What you are asked to do |
Copy out the full set of records. Keep every word the same.

Stored data:
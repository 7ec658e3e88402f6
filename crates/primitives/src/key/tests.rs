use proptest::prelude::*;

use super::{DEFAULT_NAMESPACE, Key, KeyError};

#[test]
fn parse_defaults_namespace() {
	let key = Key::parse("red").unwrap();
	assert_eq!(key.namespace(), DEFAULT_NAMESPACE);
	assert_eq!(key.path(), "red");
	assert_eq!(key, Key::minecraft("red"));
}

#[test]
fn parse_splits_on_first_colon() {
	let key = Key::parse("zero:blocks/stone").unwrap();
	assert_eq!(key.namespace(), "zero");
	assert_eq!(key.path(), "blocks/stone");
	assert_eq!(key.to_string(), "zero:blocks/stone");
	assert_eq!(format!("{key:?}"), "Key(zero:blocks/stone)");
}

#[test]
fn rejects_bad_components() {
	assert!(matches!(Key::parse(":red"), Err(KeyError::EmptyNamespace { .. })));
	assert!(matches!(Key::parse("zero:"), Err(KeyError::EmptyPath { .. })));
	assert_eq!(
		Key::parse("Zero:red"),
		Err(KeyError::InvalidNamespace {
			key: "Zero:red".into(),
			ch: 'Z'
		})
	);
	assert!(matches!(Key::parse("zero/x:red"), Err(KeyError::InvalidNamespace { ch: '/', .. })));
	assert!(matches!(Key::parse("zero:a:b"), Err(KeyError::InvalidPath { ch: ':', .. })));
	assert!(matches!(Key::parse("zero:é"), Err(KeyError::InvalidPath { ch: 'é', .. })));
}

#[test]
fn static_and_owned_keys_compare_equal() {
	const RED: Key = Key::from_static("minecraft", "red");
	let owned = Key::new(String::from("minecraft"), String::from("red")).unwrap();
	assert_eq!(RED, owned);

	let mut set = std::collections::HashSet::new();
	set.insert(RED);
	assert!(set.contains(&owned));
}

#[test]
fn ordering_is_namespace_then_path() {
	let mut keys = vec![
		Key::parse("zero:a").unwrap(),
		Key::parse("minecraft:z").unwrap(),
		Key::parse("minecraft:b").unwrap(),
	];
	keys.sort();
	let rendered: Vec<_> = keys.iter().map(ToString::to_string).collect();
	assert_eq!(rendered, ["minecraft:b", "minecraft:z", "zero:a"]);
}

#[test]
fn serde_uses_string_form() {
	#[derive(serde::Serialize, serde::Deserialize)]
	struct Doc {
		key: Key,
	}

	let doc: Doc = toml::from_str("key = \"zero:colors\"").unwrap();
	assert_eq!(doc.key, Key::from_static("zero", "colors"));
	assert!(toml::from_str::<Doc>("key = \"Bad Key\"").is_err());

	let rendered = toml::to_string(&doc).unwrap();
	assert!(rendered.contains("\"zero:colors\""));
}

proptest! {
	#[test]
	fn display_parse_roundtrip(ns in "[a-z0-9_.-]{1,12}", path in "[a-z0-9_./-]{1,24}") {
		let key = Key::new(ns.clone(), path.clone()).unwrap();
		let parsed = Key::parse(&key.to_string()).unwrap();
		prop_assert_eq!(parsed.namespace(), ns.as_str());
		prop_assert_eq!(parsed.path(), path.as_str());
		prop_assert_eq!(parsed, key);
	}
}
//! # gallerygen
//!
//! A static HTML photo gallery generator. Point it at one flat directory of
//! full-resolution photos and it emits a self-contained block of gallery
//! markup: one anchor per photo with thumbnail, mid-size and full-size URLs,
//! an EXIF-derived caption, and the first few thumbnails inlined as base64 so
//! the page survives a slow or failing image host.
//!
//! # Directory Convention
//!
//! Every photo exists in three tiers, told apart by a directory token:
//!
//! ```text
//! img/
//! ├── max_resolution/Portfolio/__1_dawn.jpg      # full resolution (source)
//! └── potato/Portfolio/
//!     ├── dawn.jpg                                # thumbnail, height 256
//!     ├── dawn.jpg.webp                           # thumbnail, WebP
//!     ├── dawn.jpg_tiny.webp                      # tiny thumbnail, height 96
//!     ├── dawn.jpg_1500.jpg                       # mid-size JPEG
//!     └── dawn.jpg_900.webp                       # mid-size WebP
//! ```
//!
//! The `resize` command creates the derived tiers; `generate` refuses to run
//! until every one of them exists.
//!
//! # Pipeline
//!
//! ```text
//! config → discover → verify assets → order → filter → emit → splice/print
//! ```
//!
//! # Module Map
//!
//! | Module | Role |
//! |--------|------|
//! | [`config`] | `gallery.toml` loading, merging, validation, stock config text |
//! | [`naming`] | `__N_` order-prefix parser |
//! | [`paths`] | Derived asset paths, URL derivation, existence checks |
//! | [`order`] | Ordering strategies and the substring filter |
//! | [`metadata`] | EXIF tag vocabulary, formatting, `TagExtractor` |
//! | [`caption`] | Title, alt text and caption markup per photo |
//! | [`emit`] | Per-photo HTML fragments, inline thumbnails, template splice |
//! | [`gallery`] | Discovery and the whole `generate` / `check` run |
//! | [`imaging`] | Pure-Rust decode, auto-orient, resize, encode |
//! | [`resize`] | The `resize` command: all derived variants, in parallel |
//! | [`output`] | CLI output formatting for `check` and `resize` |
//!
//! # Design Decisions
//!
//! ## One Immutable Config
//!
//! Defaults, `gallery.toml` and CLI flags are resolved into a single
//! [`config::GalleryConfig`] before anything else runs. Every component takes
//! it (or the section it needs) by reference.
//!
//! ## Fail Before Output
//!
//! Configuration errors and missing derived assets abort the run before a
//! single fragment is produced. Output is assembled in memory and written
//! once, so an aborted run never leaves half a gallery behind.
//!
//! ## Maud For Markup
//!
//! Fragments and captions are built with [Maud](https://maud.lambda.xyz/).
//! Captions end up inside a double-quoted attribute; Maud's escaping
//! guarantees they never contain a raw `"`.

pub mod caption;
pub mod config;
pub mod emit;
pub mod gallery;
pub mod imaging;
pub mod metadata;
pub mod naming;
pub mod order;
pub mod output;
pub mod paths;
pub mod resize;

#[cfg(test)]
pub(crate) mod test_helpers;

Written solution |
repository 7ec658e3e88402f6
filename crates/primitives/src/key/tests.rs
use proptest::prelude::*;

use super::{DEFAULT_NAMESPACE, Key, KeyError};

#[test]
fn parse_defaults_namespace() {
	let key = Key::parse("red").unwrap();
	assert_eq!(key.namespace(), DEFAULT_NAMESPACE);
	assert_eq!(key.path(), "red");
	assert_eq!(key, Key::minecraft("red"));
}

#[test]
fn parse_splits_on_first_colon() {
	let key = Key::parse("zero:blocks/stone").unwrap();
	assert_eq!(key.namespace(), "zero");
	assert_eq!(key.path(), "blocks/stone");
	assert_eq!(key.to_string(), "zero:blocks/stone");
	assert_eq!(format!("{key:?}"), "Key(zero:blocks/stone)");
}

#[test]
fn rejects_bad_components() {
	assert!(matches!(Key::parse(":red"), Err(KeyError::EmptyNamespace { .. })));
	assert!(matches!(Key::parse("zero:"), Err(KeyError::EmptyPath { .. })));
	assert_eq!(
		Key::parse("Zero:red"),
		Err(KeyError::InvalidNamespace {
			key: "Zero:red".into(),
			ch: 'Z'
		})
	);
	assert!(matches!(Key::parse("zero/x:red"), Err(KeyError::InvalidNamespace { ch: '/', .. })));
	assert!(matches!(Key::parse("zero:a:b"), Err(KeyError::InvalidPath { ch: ':', .. })));
	assert!(matches!(Key::parse("zero:é"), Err(KeyError::InvalidPath { ch: 'é', .. })));
}

#[test]
fn static_and_owned_keys_compare_equal() {
	const RED: Key = Key::from_static("minecraft", "red");
	let owned = Key::new(String::from("minecraft"), String::from("red")).unwrap();
	assert_eq!(RED, owned);

	let mut set = std::collections::HashSet::new();
	set.insert(RED);
	assert!(set.contains(&owned));
}

#[test]
fn ordering_is_namespace_then_path() {
	let mut keys = vec![
		Key::parse("zero:a").unwrap(),
		Key::parse("minecraft:z").unwrap(),
		Key::parse("minecraft:b").unwrap(),
	];
	keys.sort();
	let rendered: Vec<_> = keys.iter().map(ToString::to_string).collect();
	assert_eq!(rendered, ["minecraft:b", "minecraft:z", "zero:a"]);
}

#[test]
fn serde_uses_string_form() {
	#[derive(serde::Serialize, serde::Deserialize)]
	struct Doc {
		key: Key,
	}

	let doc: Doc = toml::from_str("key = \"zero:colors\"").unwrap();
	assert_eq!(doc.key, Key::from_static("zero", "colors"));
	assert!(toml::from_str::<Doc>("key = \"Bad Key\"").is_err());

	let rendered = toml::to_string(&doc).unwrap();
	assert!(rendered.contains("\"zero:colors\""));
}

proptest! {
	#[test]
	fn display_parse_roundtrip(ns in "[a-z0-9_.-]{1,12}", path in "[a-z0-9_./-]{1,24}") {
		let key = Key::new(ns.clone(), path.clone()).unwrap();
		let parsed = Key::parse(&key.to_string()).unwrap();
		prop_assert_eq!(parsed.namespace(), ns.as_str());
		prop_assert_eq!(parsed.path(), path.as_str());
		prop_assert_eq!(parsed, key);
	}
}
//! # gallerygen
//!
//! A static HTML photo gallery generator. Point it at one flat directory of
//! full-resolution photos and it emits a self-contained block of gallery
//! markup: one anchor per photo with thumbnail, mid-size and full-size URLs,
//! an EXIF-derived caption, and the first few thumbnails inlined as base64 so
//! the page survives a slow or failing image host.
//!
//! # Directory Convention
//!
//! Every photo exists in three tiers, told apart by a directory token:
//!
//! ```text
//! img/
//! ├── max_resolution/Portfolio/__1_dawn.jpg      # full resolution (source)
//! └── potato/Portfolio/
//!     ├── dawn.jpg                                # thumbnail, height 256
//!     ├── dawn.jpg.webp                           # thumbnail, WebP
//!     ├── dawn.jpg_tiny.webp                      # tiny thumbnail, height 96
//!     ├── dawn.jpg_1500.jpg                       # mid-size JPEG
//!     └── dawn.jpg_900.webp                       # mid-size WebP
//! ```
//!
//! The `resize` command creates the derived tiers; `generate` refuses to run
//! until every one of them exists.
//!
//! # Pipeline
//!
//! ```text
//! config → discover → verify assets → order → filter → emit → splice/print
//! ```
//!
//! # Module Map
//!
//! | Module | Role |
//! |--------|------|
//! | [`config`] | `gallery.toml` loading, merging, validation, stock config text |
//! | [`naming`] | `__N_` order-prefix parser |
//! | [`paths`] | Derived asset paths, URL derivation, existence checks |
//! | [`order`] | Ordering strategies and the substring filter |
//! | [`metadata`] | EXIF tag vocabulary, formatting, `TagExtractor` |
//! | [`caption`] | Title, alt text and caption markup per photo |
//! | [`emit`] | Per-photo HTML fragments, inline thumbnails, template splice |
//! | [`gallery`] | Discovery and the whole `generate` / `check` run |
//! | [`imaging`] | Pure-Rust decode, auto-orient, resize, encode |
//! | [`resize`] | The `resize` command: all derived variants, in parallel |
//! | [`output`] | CLI output formatting for `check` and `resize` |
//!
//! # Design Decisions
//!
//! ## One Immutable Config
//!
//! Defaults, `gallery.toml` and CLI flags are resolved into a single
//! [`config::GalleryConfig`] before anything else runs. Every component takes
//! it (or the section it needs) by reference.
//!
//! ## Fail Before Output
//!
//! Configuration errors and missing derived assets abort the run before a
//! single fragment is produced. Output is assembled in memory and written
//! once, so an aborted run never leaves half a gallery behind.
//!
//! ## Maud For Markup
//!
//! Fragments and captions are built with [Maud](https://maud.lambda.xyz/).
//! Captions end up inside a double-quoted attribute; Maud's escaping
//! guarantees they never contain a raw `"`.

pub mod caption;
pub mod config;
pub mod emit;
pub mod gallery;
pub mod imaging;
pub mod metadata;
pub mod naming;
pub mod order;
pub mod output;
pub mod paths;
pub mod resize;

#[cfg(test)]
pub(crate) mod test_helpers;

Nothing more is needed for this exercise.